Struktur tiga dimensi biofilm C. albicans menunjukkan adanya saluran-saluran air yang
komplek. Faktor lain yang mempengaruhi pembentukan biofilm C. albicans diantaranya adalah,
ketersediaan udara. Ketersediaan udara akan mendukung pembentukan biofilm. Pada kondisi
anaerob, C. albicans dapat membentuk hifa tetapi tidak mampu membentuk biofilm.

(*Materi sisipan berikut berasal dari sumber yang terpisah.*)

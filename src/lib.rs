pub mod app;
pub mod config;
pub mod data;
pub mod error;
pub mod icons;
pub mod services;
pub mod utils;
pub mod view;

pub use app::{update, App, GitRemoteContext, Message, OverlayController, RepoContext};
pub use config::{get_config_path, load_config, Config};
pub use data::{Overlay, Overlays, PullRequestRecord, RecordSet, Timestamp};
pub use error::{Error, Result};
pub use services::{format_line, Fetcher, GhCli, StatusCache};
pub use view::{OverlayHost, TerminalHost};
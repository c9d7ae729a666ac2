use std::collections::HashMap;
use std::sync::{Arc, Mutex, MutexGuard, PoisonError};

use crate::data::{CacheEntry, RecordSet, Timestamp};

/// In-memory per-repository cache of fetched PR records.
///
/// Entries live for the life of the process. Every write swaps in a fresh
/// `Arc<CacheEntry>`, so readers hold either the old or the new dataset.
#[derive(Debug, Default)]
pub struct StatusCache {
    entries: Mutex<HashMap<String, Arc<CacheEntry>>>,
}

impl StatusCache {
    pub fn new() -> Self {
        Self::default()
    }

    fn entries(&self) -> MutexGuard<'_, HashMap<String, Arc<CacheEntry>>> {
        self.entries.lock().unwrap_or_else(PoisonError::into_inner)
    }

    /// True if `key` has an entry fetched no earlier than `repository_updated_at`.
    pub fn is_valid(&self, key: &str, repository_updated_at: &Timestamp) -> bool {
        self.entries()
            .get(key)
            .is_some_and(|entry| entry.fetched_at >= *repository_updated_at)
    }

    pub fn get(&self, key: &str) -> Option<Arc<CacheEntry>> {
        self.entries().get(key).cloned()
    }

    /// Store `records` for `key`, stamped with the current time.
    pub fn put(&self, key: &str, records: RecordSet) -> Arc<CacheEntry> {
        self.put_at(key, records, Timestamp::now())
    }

    pub(crate) fn put_at(
        &self,
        key: &str,
        records: RecordSet,
        fetched_at: Timestamp,
    ) -> Arc<CacheEntry> {
        let entry = Arc::new(CacheEntry {
            fetched_at,
            records,
        });
        self.entries().insert(key.to_string(), Arc::clone(&entry));
        entry
    }

    pub fn len(&self) -> usize {
        self.entries().len()
    }

    pub fn is_empty(&self) -> bool {
        self.entries().is_empty()
    }
}
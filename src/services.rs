pub mod cache;
pub mod format;
pub mod github;

pub use cache::StatusCache;
pub use format::{
    format_checks, format_decision, format_line, format_overlay, format_review_state,
    format_reviewers, format_status, CiSummary,
};
pub use github::{parse_pr_list, resolve_program, Fetcher, GhCli, DEFAULT_LIMIT, GH_PROGRAM};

Pembentukan biofilm C. albicans dimulai dengan perlekatan sel C. albicans pada sel inang yang
berlangsung antara 0-2 jam. Proses tersebut diikuti dengan germinasi dan pembentukan
mikrokoloni (2-4 jam). Yang diteruskan dengan pembentukan hifa (4-6 jam). Benang-benang
hifa tersebut membentuk monolayer (6-8 jam) yang akan berproliferasi (8-24 jam) untuk
kemudian mengalami maturasi (24-48 jam). Ketersediaan saliva dan serum pada masa pra-
pembentukan biofilm meningkatkan perlekatan C. albicans terhadap sel inang tetapi kurang
berpengaruh pada pembentukan biofilm.
Gen yang bertanggungjawab terhadap pembentukan biofilm adalah TEC1p dan BCR1p.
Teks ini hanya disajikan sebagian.